* [WORK ORDER]: The answer must consist of every line in the records that contains the word "Deserialize".
========
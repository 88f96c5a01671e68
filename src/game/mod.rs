//! 棋盘状态与规则判定（连线表、胜负评估、对局状态机）。

pub mod rules;
pub mod state;

pub use rules::{
    apply_move,
    empty_cells,
    is_empty,
    winner,
    winning_line,
    MoveError,
    MoveResolution,
    RuleEngine,
};
pub use state::{
    Cell,
    GamePhase,
    GameState,
    Grid,
    Line,
    LineKind,
    Side,
    Verdict,
    CELL_COUNT,
    SIZE,
    WINNING_LINES,
};
use std::str::FromStr;
use std::time::Duration;

use rand::rngs::SmallRng;
use rand::seq::SliceRandom;
use rand::{Rng, SeedableRng};
use serde::{Deserialize, Serialize};

use crate::game::{empty_cells, is_empty, winner, Grid, MoveError, Side, Verdict};

pub const WIN_SCORE: i32 = 10;
pub const LOSS_SCORE: i32 = -10;
pub const DRAW_SCORE: i32 = 0;

#[derive(Debug, Clone, Copy, Serialize, Deserialize, PartialEq, Eq, Default)]
#[serde(rename_all = "lowercase")]
pub enum AiDifficulty {
    #[default]
    Easy,
    Medium,
    Hard,
}

impl FromStr for AiDifficulty {
    type Err = MoveError;

    fn from_str(s: &str) -> Result<Self, Self::Err> {
        match s.to_ascii_lowercase().as_str() {
            "easy" => Ok(AiDifficulty::Easy),
            "medium" | "normal" => Ok(AiDifficulty::Medium),
            "hard" | "difficult" => Ok(AiDifficulty::Hard),
            _ => Err(MoveError::InvalidDifficulty {
                value: s.to_string(),
            }),
        }
    }
}

#[derive(Debug, Clone, Serialize, Deserialize)]
pub struct AiConfig {
    pub difficulty: AiDifficulty,
    /// 中等难度下走 minimax 的概率，其余情况随机落子。
    pub smart_move_chance: f64,
    /// 电脑落子前的停顿，只影响展示节奏。
    pub move_delay: Duration,
    /// 终局后弹出结果前的停顿。
    pub result_delay: Duration,
}

impl AiConfig {
    pub fn from_difficulty(difficulty: AiDifficulty) -> Self {
        let smart_move_chance = match difficulty {
            AiDifficulty::Easy => 0.0,
            AiDifficulty::Medium => 0.5,
            AiDifficulty::Hard => 1.0,
        };
        Self {
            difficulty,
            smart_move_chance,
            move_delay: Duration::from_millis(500),
            result_delay: Duration::from_millis(300),
        }
    }

    pub fn with_smart_move_chance(mut self, chance: f64) -> Self {
        self.smart_move_chance = sanitize_chance(chance);
        self
    }

    /// 可直接交给 `gen_bool` 的概率：限制在 [0, 1]，非有限值按 0 处理。
    pub fn smart_move_probability(&self) -> f64 {
        sanitize_chance(self.smart_move_chance)
    }
}

fn sanitize_chance(chance: f64) -> f64 {
    if chance.is_finite() {
        chance.clamp(0.0, 1.0)
    } else {
        0.0
    }
}

impl Default for AiConfig {
    fn default() -> Self {
        AiConfig::from_difficulty(AiDifficulty::Easy)
    }
}

/// minimax 的结果。只有无子可下的终局节点才会返回 `index: None`。
#[derive(Debug, Clone, Copy, Serialize, Deserialize, PartialEq, Eq)]
pub struct SearchResult {
    pub score: i32,
    #[serde(skip_serializing_if = "Option::is_none")]
    pub index: Option<usize>,
}

#[derive(Debug, Clone, Serialize, Deserialize)]
pub struct AiDecision {
    pub index: usize,
    #[serde(skip_serializing_if = "Option::is_none")]
    pub evaluation: Option<i32>,
    pub searched: bool,
    pub nodes: u64,
    pub difficulty: AiDifficulty,
}

struct SearchStats {
    nodes: u64,
}

impl SearchStats {
    fn new() -> Self {
        Self { nodes: 0 }
    }
}

/// 为 `side` 搜索最佳落子。得分以 `side` 的视角计算：胜 +10，负 -10，平 0，不按深度折算。
pub fn minimax<R: Rng + ?Sized>(
    grid: &Grid,
    side: Side,
    rng: &mut R,
) -> Result<SearchResult, MoveError> {
    let mut stats = SearchStats::new();
    search_root(grid, side, rng, &mut stats)
}

/// 随机选一个空格子。
pub fn random_move<R: Rng + ?Sized>(grid: &Grid, rng: &mut R) -> Result<usize, MoveError> {
    empty_cells(grid)
        .choose(rng)
        .copied()
        .ok_or(MoveError::NoEmptyCells)
}

/// 按难度为电脑选一步棋。空棋盘时直接随机，不做搜索。
pub fn choose_computer_move<R: Rng + ?Sized>(
    grid: &Grid,
    side: Side,
    difficulty: AiDifficulty,
    rng: &mut R,
) -> Result<usize, MoveError> {
    let config = AiConfig::from_difficulty(difficulty);
    decide(grid, side, &config, rng).map(|decision| decision.index)
}

fn search_root<R: Rng + ?Sized>(
    grid: &Grid,
    side: Side,
    rng: &mut R,
    stats: &mut SearchStats,
) -> Result<SearchResult, MoveError> {
    ensure_playable(grid)?;
    let result = minimax_rec(*grid, side, side, rng, stats);
    match result.index {
        Some(_) => Ok(result),
        None => Err(MoveError::NoEmptyCells),
    }
}

fn ensure_playable(grid: &Grid) -> Result<(), MoveError> {
    if grid.is_full() {
        return Err(MoveError::NoEmptyCells);
    }
    if winner(grid).is_decided() {
        return Err(MoveError::GameFinished);
    }
    Ok(())
}

fn minimax_rec<R: Rng + ?Sized>(
    grid: Grid,
    to_move: Side,
    root_side: Side,
    rng: &mut R,
    stats: &mut SearchStats,
) -> SearchResult {
    stats.nodes += 1;

    match winner(&grid) {
        Verdict::Winner { side } if side == root_side => {
            return SearchResult {
                score: WIN_SCORE,
                index: None,
            }
        }
        Verdict::Winner { .. } => {
            return SearchResult {
                score: LOSS_SCORE,
                index: None,
            }
        }
        Verdict::Draw => {
            return SearchResult {
                score: DRAW_SCORE,
                index: None,
            }
        }
        Verdict::Undetermined => {}
    }

    let maximizing = to_move == root_side;
    let mut best_score = if maximizing { i32::MIN } else { i32::MAX };
    let mut best_moves: Vec<usize> = Vec::new();

    for index in empty_cells(&grid) {
        // `grid` 是按值传入的副本，兄弟分支互不影响。
        let mut child = grid;
        child.place(index, to_move);
        let score = minimax_rec(child, to_move.opponent(), root_side, rng, stats).score;

        let improves = if maximizing {
            score > best_score
        } else {
            score < best_score
        };
        if improves {
            best_score = score;
            best_moves.clear();
            best_moves.push(index);
        } else if score == best_score {
            best_moves.push(index);
        }
    }

    SearchResult {
        score: best_score,
        index: best_moves.choose(rng).copied(),
    }
}

fn decide<R: Rng + ?Sized>(
    grid: &Grid,
    side: Side,
    config: &AiConfig,
    rng: &mut R,
) -> Result<AiDecision, MoveError> {
    ensure_playable(grid)?;

    let random_decision = |index: usize| AiDecision {
        index,
        evaluation: None,
        searched: false,
        nodes: 0,
        difficulty: config.difficulty,
    };

    if is_empty(grid) {
        return random_move(grid, rng).map(random_decision);
    }

    let smart = match config.difficulty {
        AiDifficulty::Easy => false,
        AiDifficulty::Medium => rng.gen_bool(config.smart_move_probability()),
        AiDifficulty::Hard => true,
    };
    if !smart {
        return random_move(grid, rng).map(random_decision);
    }

    let mut stats = SearchStats::new();
    let result = search_root(grid, side, rng, &mut stats)?;
    let index = result.index.ok_or(MoveError::NoEmptyCells)?;
    log::debug!(
        "minimax for {side} picked cell {index} (score {}, {} nodes)",
        result.score,
        stats.nodes
    );
    Ok(AiDecision {
        index,
        evaluation: Some(result.score),
        searched: true,
        nodes: stats.nodes,
        difficulty: config.difficulty,
    })
}

pub struct AiAgent {
    config: AiConfig,
    rng: SmallRng,
}

impl AiAgent {
    pub fn new(config: AiConfig) -> Self {
        Self {
            config,
            rng: SmallRng::from_entropy(),
        }
    }

    pub fn with_seed(config: AiConfig, seed: u64) -> Self {
        Self {
            config,
            rng: SmallRng::seed_from_u64(seed),
        }
    }

    pub fn config(&self) -> &AiConfig {
        &self.config
    }

    pub fn set_config(&mut self, config: AiConfig) {
        self.config = config;
    }

    pub fn decide_move(&mut self, grid: &Grid, side: Side) -> Result<AiDecision, MoveError> {
        decide(grid, side, &self.config, &mut self.rng)
    }

    /// 派生一个独立的 agent，种子取自本 agent 的随机源，供异步路径使用。
    pub fn fork(&mut self) -> AiAgent {
        AiAgent::with_seed(self.config.clone(), self.rng.gen())
    }
}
========
* [ANSWER TO THE EXERCISE]:
use serde::{Deserialize, Serialize};
#[derive(Debug, Clone, Copy, Serialize, Deserialize, PartialEq, Eq, Default)]
#[derive(Debug, Clone, Serialize, Deserialize)]
#[derive(Debug, Clone, Copy, Serialize, Deserialize, PartialEq, Eq)]
#[derive(Debug, Clone, Serialize, Deserialize)]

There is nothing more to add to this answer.